(Brief):
Go through the data line by line. Copy each one holding the string "SubscribeParams".

• • • • • • •

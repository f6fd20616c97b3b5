use std::sync::atomic::{AtomicU64, Ordering};
use std::sync::{Arc, PoisonError, RwLock};

use dashmap::DashMap;
use rand::Rng as _;
use rand::distr::Alphanumeric;
use serde_json::Value;
use tokio::task::JoinHandle;

use super::types::request::{CloseMessage, Method, Request, SubscribeParams};
use super::types::response::{InboundMessage, Notification, RpcError};
use crate::Result;
use crate::types::SubscriptionKind;
use crate::ws::{Incoming, MessageSink};

/// Length of generated wire subscription ids.
const SUB_ID_LEN: usize = 12;

/// One-shot continuation run with the outcome of a request.
pub type Continuation =
    Box<dyn FnOnce(std::result::Result<Value, RpcError>) + Send + Sync + 'static>;

/// Receives every inbound notification.
pub type NotificationHandler = Arc<dyn Fn(Notification) + Send + Sync + 'static>;

/// Matches JSON-RPC responses to the requests that produced them.
///
/// Every `subscribe` call registers a [`Continuation`] under its request id.
/// The first response carrying that id removes the entry and runs the
/// continuation; later responses with the same id find nothing and are
/// dropped, so a continuation never runs twice.
///
/// Inbound frames are processed strictly one at a time by the task started
/// with [`spawn_dispatcher`](Self::spawn_dispatcher).
#[derive(Clone)]
pub struct Correlator {
    inner: Arc<CorrelatorInner>,
}

struct CorrelatorInner {
    sink: Arc<dyn MessageSink>,
    /// Outstanding calls keyed by request id
    pending: DashMap<u64, PendingCall>,
    next_id: AtomicU64,
    notification_handler: RwLock<Option<NotificationHandler>>,
}

struct PendingCall {
    method: Method,
    wire_sub_id: String,
    continuation: Continuation,
}

impl Correlator {
    /// Create a correlator writing to `sink`.
    ///
    /// Nothing is read until [`spawn_dispatcher`](Self::spawn_dispatcher) is called.
    #[must_use]
    pub fn new(sink: Arc<dyn MessageSink>) -> Self {
        Self {
            inner: Arc::new(CorrelatorInner {
                sink,
                pending: DashMap::new(),
                next_id: AtomicU64::new(0),
                notification_handler: RwLock::new(None),
            }),
        }
    }

    /// Start the task that drains `incoming` and dispatches each frame in order.
    ///
    /// The task ends when `incoming` closes or the correlator is dropped.
    pub fn spawn_dispatcher(&self, mut incoming: Incoming) -> JoinHandle<()> {
        let inner = Arc::downgrade(&self.inner);

        tokio::spawn(async move {
            while let Some(text) = incoming.recv().await {
                let Some(inner) = inner.upgrade() else {
                    break;
                };
                inner.dispatch(&text);
            }
        })
    }

    /// Register the handler that receives every inbound notification,
    /// replacing any previous one.
    pub fn set_notification_handler(&self, handler: NotificationHandler) {
        *self
            .inner
            .notification_handler
            .write()
            .unwrap_or_else(PoisonError::into_inner) = Some(handler);
    }

    /// Send a `subscribe` request and return the wire id it subscribes under.
    ///
    /// Returns as soon as the request is queued. `on_response` runs once, on
    /// the dispatcher task, when the mint acknowledges or rejects the call.
    /// If the request cannot be queued it is forgotten and the error returned.
    pub fn create_subscription<F>(
        &self,
        kind: SubscriptionKind,
        filters: Vec<String>,
        on_response: F,
    ) -> Result<String>
    where
        F: FnOnce(std::result::Result<Value, RpcError>) + Send + Sync + 'static,
    {
        let wire_sub_id = generate_sub_id();
        let id = self.next_request_id();

        #[cfg(feature = "tracing")]
        tracing::debug!(id, %kind, ?filters, %wire_sub_id, "Subscribing");

        let request = Request::subscribe(id, SubscribeParams::new(kind, filters, wire_sub_id.clone()));
        let text = serde_json::to_string(&request)?;

        // Register before sending so a fast response always finds its entry
        self.inner.pending.insert(
            id,
            PendingCall {
                method: Method::Subscribe,
                wire_sub_id: wire_sub_id.clone(),
                continuation: Box::new(on_response),
            },
        );

        if let Err(e) = self.inner.sink.send_text(text) {
            self.inner.pending.remove(&id);
            return Err(e);
        }

        Ok(wire_sub_id)
    }

    /// Ask the mint to stop sending updates for `wire_sub_id`.
    ///
    /// Fire-and-forget: no continuation is registered and any response is dropped.
    pub fn cancel_subscription(&self, wire_sub_id: &str) -> Result<()> {
        let id = self.next_request_id();

        #[cfg(feature = "tracing")]
        tracing::debug!(id, %wire_sub_id, "Unsubscribing");

        let request = Request::unsubscribe(id, wire_sub_id.to_owned());
        self.inner.sink.send_text(serde_json::to_string(&request)?)
    }

    /// Send the `["CLOSE", subId]` teardown control message.
    pub fn close_subscription(&self, wire_sub_id: &str) -> Result<()> {
        #[cfg(feature = "tracing")]
        tracing::debug!(%wire_sub_id, "Closing subscription");

        let message = CloseMessage::new(wire_sub_id.to_owned());
        self.inner.sink.send_text(serde_json::to_string(&message)?)
    }

    /// Process one inbound frame.
    ///
    /// Normally called by the dispatcher task only; calling it from elsewhere
    /// gives up the one-at-a-time guarantee.
    pub fn dispatch(&self, text: &str) {
        self.inner.dispatch(text);
    }

    /// Number of requests still waiting for a response.
    #[must_use]
    pub fn pending_calls(&self) -> usize {
        self.inner.pending.len()
    }

    /// Forget every outstanding call without running its continuation.
    ///
    /// Used once the socket the calls were sent on is gone. Late responses
    /// to them are dropped like any other unmatched response.
    pub fn abandon_pending(&self) -> usize {
        let abandoned = self.inner.pending.len();
        self.inner.pending.clear();
        abandoned
    }

    fn next_request_id(&self) -> u64 {
        self.inner.next_id.fetch_add(1, Ordering::Relaxed)
    }
}

impl CorrelatorInner {
    fn dispatch(&self, text: &str) {
        let message = match InboundMessage::parse(text) {
            Ok(message) => message,
            Err(e) => {
                #[cfg(feature = "tracing")]
                tracing::warn!(%text, error = %e, "Failed to parse inbound message");
                #[cfg(not(feature = "tracing"))]
                let _: &serde_json::Error = &e;
                return;
            }
        };

        match message {
            InboundMessage::Success { id, result } => self.resolve(id, Ok(result)),
            InboundMessage::Failure { id, error } => self.resolve(id, Err(error)),
            InboundMessage::Notification(notification) => {
                let handler = self
                    .notification_handler
                    .read()
                    .unwrap_or_else(PoisonError::into_inner)
                    .clone();
                match handler {
                    Some(handler) => handler(notification),
                    None => {
                        #[cfg(feature = "tracing")]
                        tracing::debug!(
                            sub_id = notification.sub_id(),
                            "Dropping notification, no handler registered"
                        );
                    }
                }
            }
            InboundMessage::Request { method } => {
                // Clients never serve requests
                #[cfg(feature = "tracing")]
                tracing::debug!(%method, "Ignoring inbound request");
                #[cfg(not(feature = "tracing"))]
                let _: &String = &method;
            }
            InboundMessage::Unrecognized => {
                #[cfg(feature = "tracing")]
                tracing::debug!(%text, "Dropping unrecognized message");
            }
        }
    }

    fn resolve(&self, id: u64, outcome: std::result::Result<Value, RpcError>) {
        let Some((_, call)) = self.pending.remove(&id) else {
            #[cfg(feature = "tracing")]
            tracing::debug!(id, "Dropping response without pending call");
            return;
        };

        #[cfg(feature = "tracing")]
        match &outcome {
            Ok(_) => tracing::debug!(id, method = %call.method, wire_sub_id = %call.wire_sub_id, "Request acknowledged"),
            Err(e) => tracing::warn!(id, method = %call.method, wire_sub_id = %call.wire_sub_id, error = %e, "Request rejected"),
        }
        #[cfg(not(feature = "tracing"))]
        let _: (&Method, &String) = (&call.method, &call.wire_sub_id);

        (call.continuation)(outcome);
    }
}

/// Short unpredictable token for the `subId` field.
fn generate_sub_id() -> String {
    rand::rng()
        .sample_iter(Alphanumeric)
        .take(SUB_ID_LEN)
        .map(char::from)
        .collect()
}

• • • • • • •

(Solution to this problem):
use super::types::request::{CloseMessage, Method, Request, SubscribeParams};
        let request = Request::subscribe(id, SubscribeParams::new(kind, filters, wire_sub_id.clone()));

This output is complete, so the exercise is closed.